Friday, March 25, 2016

With renewable energy, is the glass half-full or half-empty?

Wind and solar are growing at a stunning pace (just not enough to stop climate change)

Updated by Brad Plumer on March 24, 2016, Vox

There's good news and sour news on climate change in this hefty new report on renewable energy from the UN and Bloomberg New Energy Finance.

First, the celebratory stuff. Renewable energy — mainly solar and wind, with a tiny bit of geothermal and biomass tossed in — is growing at a record pace. Last year, the world's nations plunked down $286 billion on renewable energy, twice what they spent on coal and gas. For the first time ever, renewables made up fully half of all new electric capacity installed worldwide, with 118 gigawatts coming online. Next time someone says renewables are a niche market, toss them this PDF.

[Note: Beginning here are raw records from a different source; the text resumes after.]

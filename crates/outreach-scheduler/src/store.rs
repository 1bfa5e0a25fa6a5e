//! Job store — durable home of every `AutomationJob`.
//!
//! All mutations go through `update`, an atomic read-modify-write that
//! refuses successors which rewrite the execution log or move the cursor
//! back. Each committed mutation is announced on the store's notifier.

use std::sync::Mutex;

use chrono::{DateTime, Utc};
use outreach_core::error::{OutreachError, Result};
use tokio::sync::broadcast;

use crate::job::{AutomationJob, JobCommand, JobStatus};
use crate::notify::{JobEvent, JobNotifier};

/// Mutation applied inside `JobStore::update`. Returning `Err` aborts the
/// update with nothing written.
pub type JobMutation<'a> = &'a mut dyn FnMut(&mut AutomationJob) -> Result<()>;

pub trait JobStore: Send + Sync {
    fn insert(&self, job: &AutomationJob) -> Result<()>;

    fn get(&self, id: &str) -> Result<AutomationJob>;

    /// All jobs, oldest first.
    fn list(&self) -> Result<Vec<AutomationJob>>;

    fn with_status(&self, status: JobStatus) -> Result<Vec<AutomationJob>>;

    /// Atomically load, mutate and write back one job.
    fn update(&self, id: &str, mutate: JobMutation<'_>) -> Result<AutomationJob>;

    /// Remove a terminal job.
    fn delete(&self, id: &str) -> Result<()>;

    fn subscribe(&self) -> broadcast::Receiver<JobEvent>;

    /// Scheduled jobs whose `scheduled_at` has been reached.
    fn due_scheduled(&self, now: DateTime<Utc>) -> Result<Vec<AutomationJob>> {
        Ok(self
            .with_status(JobStatus::Scheduled)?
            .into_iter()
            .filter(|j| j.scheduled_at.is_some_and(|at| at <= now))
            .collect())
    }
}

/// Run `mutate` on a copy of `current` and validate the result.
/// `None` means the mutation changed nothing.
pub(crate) fn mutate_copy(
    current: &AutomationJob,
    mutate: JobMutation<'_>,
) -> Result<Option<AutomationJob>> {
    let mut next = current.clone();
    mutate(&mut next)?;
    if next == *current {
        return Ok(None);
    }
    current.check_successor(&next)?;
    next.updated_at = Utc::now().max(current.updated_at);
    Ok(Some(next))
}

pub(crate) fn ensure_deletable(job: &AutomationJob) -> Result<()> {
    if job.status.is_terminal() {
        Ok(())
    } else {
        Err(OutreachError::JobActive(job.id.clone()))
    }
}

/// Apply an operator command through any store. Returns the job after the
/// command and whether it changed anything.
pub fn apply_command(
    store: &dyn JobStore,
    id: &str,
    command: JobCommand,
    now: DateTime<Utc>,
) -> Result<(AutomationJob, bool)> {
    let mut changed = false;
    let job = store.update(id, &mut |job: &mut AutomationJob| {
        changed = job.apply(command, now)?;
        Ok(())
    })?;
    Ok((job, changed))
}

/// In-process store; contents are lost on exit.
#[derive(Default)]
pub struct MemoryJobStore {
    jobs: Mutex<Vec<AutomationJob>>,
    notifier: JobNotifier,
}

impl MemoryJobStore {
    pub fn new() -> Self {
        Self::default()
    }

    fn jobs(&self) -> std::sync::MutexGuard<'_, Vec<AutomationJob>> {
        self.jobs.lock().unwrap_or_else(|e| e.into_inner())
    }
}

impl JobStore for MemoryJobStore {
    fn insert(&self, job: &AutomationJob) -> Result<()> {
        let mut jobs = self.jobs();
        if jobs.iter().any(|j| j.id == job.id) {
            return Err(OutreachError::Database(format!("job {} already exists", job.id)));
        }
        jobs.push(job.clone());
        drop(jobs);
        self.notifier.created(job);
        Ok(())
    }

    fn get(&self, id: &str) -> Result<AutomationJob> {
        self.jobs()
            .iter()
            .find(|j| j.id == id)
            .cloned()
            .ok_or_else(|| OutreachError::JobNotFound(id.to_string()))
    }

    fn list(&self) -> Result<Vec<AutomationJob>> {
        Ok(self.jobs().clone())
    }

    fn with_status(&self, status: JobStatus) -> Result<Vec<AutomationJob>> {
        Ok(self
            .jobs()
            .iter()
            .filter(|j| j.status == status)
            .cloned()
            .collect())
    }

    fn update(&self, id: &str, mutate: JobMutation<'_>) -> Result<AutomationJob> {
        let mut jobs = self.jobs();
        let slot = jobs
            .iter_mut()
            .find(|j| j.id == id)
            .ok_or_else(|| OutreachError::JobNotFound(id.to_string()))?;

        let Some(next) = mutate_copy(slot, mutate)? else {
            return Ok(slot.clone());
        };
        let before = std::mem::replace(slot, next.clone());
        drop(jobs);

        self.notifier.updated(&before, &next);
        Ok(next)
    }

    fn delete(&self, id: &str) -> Result<()> {
        let mut jobs = self.jobs();
        let pos = jobs
            .iter()
            .position(|j| j.id == id)
            .ok_or_else(|| OutreachError::JobNotFound(id.to_string()))?;
        ensure_deletable(&jobs[pos])?;
        let removed = jobs.remove(pos);
        drop(jobs);

        tracing::info!("🗑️ Job deleted: {}", removed.id);
        self.notifier.deleted(&removed);
        Ok(())
    }

    fn subscribe(&self) -> broadcast::Receiver<JobEvent> {
        self.notifier.subscribe()
    }
}

#[cfg(test)]
mod tests {
    use super::*;
    use crate::job::{LogEntry, LogStatus, NewJob};
    use crate::notify::JobEventKind;
    use outreach_core::config::{DispatchConfig, ScheduleType};
    use outreach_core::types::Target;

    fn job(n: usize) -> AutomationJob {
        AutomationJob::create(
            NewJob {
                affiliate_id: "aff".into(),
                channel_id: Some("wa".into()),
                targets: (0..n).map(|i| Target::new(format!("t{i}"), "", "hi")).collect(),
                config: DispatchConfig::default(),
            },
            Utc::now(),
        )
        .unwrap()
    }

    fn sent(target: &str) -> LogEntry {
        LogEntry {
            timestamp: Utc::now(),
            target_id: target.into(),
            target_name: String::new(),
            status: LogStatus::Sent,
            error: None,
            delay_seconds: Some(1.0),
        }
    }

    #[test]
    fn test_insert_get_list() {
        let store = MemoryJobStore::new();
        let a = job(1);
        let b = job(2);
        store.insert(&a).unwrap();
        store.insert(&b).unwrap();
        assert!(store.insert(&a).is_err());

        assert_eq!(store.get(&b.id).unwrap().targets.len(), 2);
        let ids: Vec<String> = store.list().unwrap().into_iter().map(|j| j.id).collect();
        assert_eq!(ids, vec![a.id, b.id]);
        assert!(matches!(store.get("nope"), Err(OutreachError::JobNotFound(_))));
    }

    #[test]
    fn test_update_is_all_or_nothing() {
        let store = MemoryJobStore::new();
        let j = job(2);
        store.insert(&j).unwrap();

        let result = store.update(&j.id, &mut |job: &mut AutomationJob| {
            job.record(sent("t0"));
            Err(OutreachError::Other("abort".into()))
        });
        assert!(result.is_err());
        assert_eq!(store.get(&j.id).unwrap().current_index, 0);

        let updated = store
            .update(&j.id, &mut |job: &mut AutomationJob| {
                job.record(sent("t0"));
                Ok(())
            })
            .unwrap();
        assert_eq!(updated.sent_count, 1);
        assert_eq!(store.get(&j.id).unwrap().execution_log.len(), 1);
    }

    #[test]
    fn test_update_rejects_log_rewrite() {
        let store = MemoryJobStore::new();
        let j = job(2);
        store.insert(&j).unwrap();
        store
            .update(&j.id, &mut |job: &mut AutomationJob| {
                job.record(sent("t0"));
                Ok(())
            })
            .unwrap();

        let result = store.update(&j.id, &mut |job: &mut AutomationJob| {
            job.execution_log.clear();
            Ok(())
        });
        assert!(result.is_err());
        assert_eq!(store.get(&j.id).unwrap().execution_log.len(), 1);
    }

    #[test]
    fn test_delete_only_terminal() {
        let store = MemoryJobStore::new();
        let j = job(1);
        store.insert(&j).unwrap();
        assert!(matches!(store.delete(&j.id), Err(OutreachError::JobActive(_))));

        apply_command(&store, &j.id, JobCommand::Cancel, Utc::now()).unwrap();
        store.delete(&j.id).unwrap();
        assert!(store.get(&j.id).is_err());
    }

    #[test]
    fn test_due_scheduled() {
        let store = MemoryJobStore::new();
        let now = Utc::now();
        for offset in [-60, 60] {
            let mut j = job(1);
            j.config.schedule_type = ScheduleType::Scheduled;
            j.config.scheduled_at = Some(now + chrono::Duration::minutes(offset));
            j.schedule().unwrap();
            store.insert(&j).unwrap();
        }
        store.insert(&job(1)).unwrap();

        let due = store.due_scheduled(now).unwrap();
        assert_eq!(due.len(), 1);
        assert!(due[0].scheduled_at.unwrap() <= now);
    }

    #[tokio::test]
    async fn test_events_on_commit_only() {
        let store = MemoryJobStore::new();
        let mut rx = store.subscribe();
        let j = job(1);
        store.insert(&j).unwrap();
        assert_eq!(rx.recv().await.unwrap().kind, JobEventKind::Created);

        // Resume is only legal from paused.
        assert!(apply_command(&store, &j.id, JobCommand::Resume, Utc::now()).is_err());

        let (after, changed) = apply_command(&store, &j.id, JobCommand::Start, Utc::now()).unwrap();
        assert!(changed);
        assert_eq!(after.status, JobStatus::Running);
        assert_eq!(
            rx.recv().await.unwrap().kind,
            JobEventKind::StatusChanged {
                from: JobStatus::Pending,
                to: JobStatus::Running
            }
        );

        // No-op command: nothing committed, nothing emitted.
        let (_, changed) = apply_command(&store, &j.id, JobCommand::Resume, Utc::now()).unwrap();
        assert!(!changed);
        assert!(rx.try_recv().is_err());
    }
}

All in all, renewable energy (excluding large hydropower dams) provided 10.3 percent of the world's electricity in 2015, up from 9.1 percent the year before.

If you include large hydropower, renewables made up roughly 22 percent of the world's electricity in 2015. If you add in nuclear, another key carbon-free source, that goes up to around 33 percent. (The catch is that large hydro and nukes aren't growing as quickly.)

So now comes the sour "yes, but..." This breakneck growth in clean energy isn't nearly fast enough to drive the sort of sharp CO2 reductions needed to address climate change. Not yet.